Técnica de clonagem é novo passo da pesquisa, que começou há 16 anos na UFGD

Após o trabalho pela UFGD, em 2007 Ana Ajalla decidiu investir em outra linha de pesquisa: a tentativa de reproduzir e selecionar mudas para viabilizar o cultivo doméstico da fruta. A primeira constatação foi que a guavira possui sementes recalcitrantes, ou seja, não podem passar por processo de secagem nem ser submetidas a baixas temperaturas. O plantio tem que ser feito logo após a semente ser retirada da fruta; só assim acontece a germinação, processo que demora entre 20 e 25 dias. 
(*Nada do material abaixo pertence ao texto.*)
struct Painter<'a> {
    canvas: RgbaImage,
    scale: f32,
    font: &'a FontArc,
}

impl Painter<'_> {
    fn px(&self, v: f32) -> i32 {
        (v * self.scale).round() as i32
    }

    fn text_width(&self, text: &str, size: f32) -> f32 {
        if text.is_empty() {
            return 0.0;
        }
        let (w, _) = text_size(PxScale::from(size * self.scale), self.font, text);
        w as f32 / self.scale
    }

    fn text(&mut self, text: &str, x: f32, y: f32, size: f32, colour: Srgb<u8>) {
        if text.is_empty() {
            return;
        }
        let (x, y) = (self.px(x), self.px(y));
        draw_text_mut(
            &mut self.canvas,
            rgba(colour),
            x,
            y,
            PxScale::from(size * self.scale),
            self.font,
            text,
        );
    }

    fn fill_rect(&mut self, x: f32, y: f32, w: f32, h: f32, colour: Srgb<u8>) {
        let (w, h) = (self.px(w).max(1) as u32, self.px(h).max(1) as u32);
        let rect = Rect::at(self.px(x), self.px(y)).of_size(w, h);
        draw_filled_rect_mut(&mut self.canvas, rect, rgba(colour));
    }

    fn fill_circle(&mut self, cx: f32, cy: f32, r: f32, colour: Srgb<u8>) {
        let centre = (self.px(cx), self.px(cy));
        let r = self.px(r);
        draw_filled_circle_mut(&mut self.canvas, centre, r, rgba(colour));
    }

    fn fill_rounded_rect(&mut self, x: f32, y: f32, w: f32, h: f32, r: f32, colour: Srgb<u8>) {
        let r = r.min(w / 2.0).min(h / 2.0);
        self.fill_rect(x + r, y, w - 2.0 * r, h, colour);
        self.fill_rect(x, y + r, w, h - 2.0 * r, colour);
        for (cx, cy) in [
            (x + r, y + r),
            (x + w - r, y + r),
            (x + r, y + h - r),
            (x + w - r, y + h - r),
        ] {
            self.fill_circle(cx, cy, r, colour);
        }
    }

    /// Thick line with round caps
    fn stroke(&mut self, a: (f32, f32), b: (f32, f32), width: f32, colour: Srgb<u8>) {
        let (dx, dy) = (b.0 - a.0, b.1 - a.1);
        let len = (dx * dx + dy * dy).sqrt();
        if len <= f32::EPSILON {
            return;
        }
        let (nx, ny) = (-dy / len * width / 2.0, dx / len * width / 2.0);
        let corners = [
            (a.0 + nx, a.1 + ny),
            (b.0 + nx, b.1 + ny),
            (b.0 - nx, b.1 - ny),
            (a.0 - nx, a.1 - ny),
        ];
        let points: Vec<Point<i32>> = corners
            .iter()
            .map(|&(x, y)| Point::new(self.px(x), self.px(y)))
            .collect();
        if points.first() != points.last() && points.windows(2).all(|w| w[0] != w[1]) {
            draw_polygon_mut(&mut self.canvas, &points, rgba(colour));
        }
        self.fill_circle(a.0, a.1, width / 2.0, colour);
        self.fill_circle(b.0, b.1, width / 2.0, colour);
    }

    fn polyline(&mut self, points: &[(f32, f32)], width: f32, colour: Srgb<u8>) {
        for pair in points.windows(2) {
            self.stroke(pair[0], pair[1], width, colour);
        }
    }

    fn icon(&mut self, icon: Icon, cx: f32, cy: f32, colour: Srgb<u8>) {
        match icon {
            Icon::ArrowLeft => {
                self.stroke((cx + 8.0, cy), (cx - 8.0, cy), 2.0, colour);
                self.polyline(&[(cx - 1.0, cy - 7.0), (cx - 8.0, cy), (cx - 1.0, cy + 7.0)], 2.0, colour);
            }
            Icon::ChevronLeft => {
                self.polyline(&[(cx + 4.0, cy - 9.0), (cx - 5.0, cy), (cx + 4.0, cy + 9.0)], 2.5, colour);
            }
            Icon::EllipsisV => {
                for dy in [-6.0, 0.0, 6.0] {
                    self.fill_circle(cx, cy + dy, 2.0, colour);
                }
            }
            Icon::EllipsisH => {
                for dx in [-6.0, 0.0, 6.0] {
                    self.fill_circle(cx + dx, cy, 2.0, colour);
                }
            }
            Icon::CircleUser => {
                self.fill_circle(cx, cy, 11.0, colour);
                let cutout = Srgb::new(0xff, 0xff, 0xff);
                self.fill_circle(cx, cy - 3.0, 4.0, cutout);
                self.fill_circle(cx, cy + 6.0, 5.0, cutout);
            }
            Icon::Check => self.check(cx - 5.0, cy - 4.0, colour),
            Icon::CheckDouble => {
                self.check(cx - 7.0, cy - 4.0, colour);
                self.stroke((cx - 0.5, cy + 3.5), (cx + 7.0, cy - 3.0), 1.5, colour);
            }
        }
    }

    fn check(&mut self, x: f32, y: f32, colour: Srgb<u8>) {
        self.polyline(&[(x, y + 4.0), (x + 3.5, y + 7.5), (x + 10.0, y + 1.0)], 1.5, colour);
    }

    /// Copy `src` onto the canvas through a circular mask
    fn blit_circle(&mut self, src: &RgbaImage, left: i32, top: i32) {
        let r = src.width().min(src.height()) as f32 / 2.0;
        let (cw, ch) = (self.canvas.width() as i32, self.canvas.height() as i32);
        for (sx, sy, pixel) in src.enumerate_pixels() {
            let dx = sx as f32 + 0.5 - r;
            let dy = sy as f32 + 0.5 - r;
            if dx * dx + dy * dy > r * r {
                continue;
            }
            let (x, y) = (left + sx as i32, top + sy as i32);
            if x < 0 || y < 0 || x >= cw || y >= ch {
                continue;
            }
            self.canvas.get_pixel_mut(x as u32, y as u32).blend(pixel);
        }
    }
}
A pesquisa indicou que também é preciso esperar 90 dias para que o broto se desenvolva antes de ser levado ao viveiro, onde recebe irrigação controlada para evitar o excesso de água e sombreamento de 50%. Ali as mudas devem permanecer por 11 ou 12 meses antes de serem plantadas definitivamente no pomar. A colheita com boa produtividade vem após o terceiro ano e não se sabe ainda até que idade a planta irá produzir. A altura máxima do arbusto fica pouco acima de 2 metros. 

A época ideal para o plantio definitivo é nos meses de dezembro, janeiro ou fevereiro, devido à oferta regular de chuvas que contribui para o enraizamento e desenvolvimento das plantas. Após testar vários espaçamentos, os pesquisadores recomendam o plantio em linhas de dois metros de largura e distância de 50 centímetros entre os pés. Mas isso depende, também, do tipo de consórcio que se busca. Devido à sua rusticidade, a guariva pode ser associada até com capim para trato do gado ou com árvores frutíferas como o baru. Essas respostas ainda estão sendo obtidas nos campos experimentais do Cepaer. 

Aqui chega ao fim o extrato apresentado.